Real-world management of moderate-to-severe atopic dermatitis (AD) may involve treatment interruptions. This indirect comparison evaluated the efficacy of lebrikizumab, dupilumab, and tralokinumab monotherapy in achieving week-52 response at variable adherence levels.

Methods

This indirect comparative analysis used data from the induction (week 0–16) and maintenance (week 16–52) phases of the ADvocate, SOLO, and ECZTRA monotherapy trials. A novel Durability Index (DI) was used to estimate week 52 response from week 0 at variable maintenance adherence levels. To estimate the impact of adherence, reported maintenance responses in the continuous treatment (100% adherence) and withdrawal (0% adherence) arms were weighted by the assumed proportion of patients remaining on treatment, with intermediate adherence levels estimated by linear interpolation. Responses included an Investigator’s Global Assessment (IGA) score of 0/1 or ≥ 75% improvement in Eczema Area Severity Index (EASI 75). Odds ratios (ORs) and risk differences (RD) with 95% confidence intervals (CIs) were estimated.

Results

Lebrikizumab had significantly greater efficacy than dupilumab of achieving week 52 IGA 0/1 for adherence rates between 0% (OR 3.4, 95% CI 1.3–11.3) and 78% (OR 1.5, 1.0–2.5) and EASI 75 for adherence rates between 0% (OR 2.6, 1.4–5.0) and 63% (OR 1.4, 1.0–2.0). At higher adherence rates, lebrikizumab had comparable efficacy to dupilumab. Lebrikizumab had significantly better efficacy than tralokinumab of achieving week 52 responses for all adherence rates for IGA 0/1 (0%: OR 2.5, 1.1–5.9; 100%: OR 2.6, 1.6–4.2) and EASI 75 (0%: OR 5.3, 2.8–10.4; 100%: OR 3.2, 2.2–4.8). Dupilumab had significantly better efficacy than tralokinumab of achieving IGA 0/1 at adherences rates above 69% and EASI 75 across all adherence rates.
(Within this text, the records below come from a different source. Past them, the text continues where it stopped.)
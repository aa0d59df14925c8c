//! Rule engine trait for game implementations.
//!
//! Games implement `RuleEngine` to define their rules:
//! - When a roll earns another roll
//! - What happens after a piece lands (teleports, captures)
//! - When a player has won

use std::fmt::Debug;

use crate::core::{GameState, PlayerId};
use crate::board::TileId;

/// Rule engine trait.
///
/// Rule engines are stateless policy objects. Everything they read or
/// change is passed in, so each decision is a function of its arguments.
///
/// ## Implementation Notes
///
/// - `grants_extra_turn`: sees the individual die values, not just the sum
/// - `apply_post_landing_effects`: runs after the piece is already on
///   `landed`; may move any piece on the table
/// - `has_won`: must stay true once true
pub trait RuleEngine: Debug {
    /// Does this roll let `player` roll again?
    fn grants_extra_turn(&self, player: PlayerId, dice: &[u8], state: &GameState) -> bool;

    /// Resolve teleports and captures for a piece that just landed.
    fn apply_post_landing_effects(
        &self,
        player: PlayerId,
        piece: usize,
        landed: TileId,
        state: &mut GameState,
    );

    /// Has `player` met the win condition?
    fn has_won(&self, player: PlayerId, state: &GameState) -> bool;
}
RDs were consistent with differences observed for ORs.

Conclusions

In this indirect comparative analysis, lebrikizumab was associated with comparable or superior efficacy relative to dupilumab and superior efficacy relative to tralokinumab across all adherence rates in moderate-to-severe AD. As the DI is a novel metric, these findings should be interpreted cautiously, and independent validation of the DI is needed to ensure its clinical utility.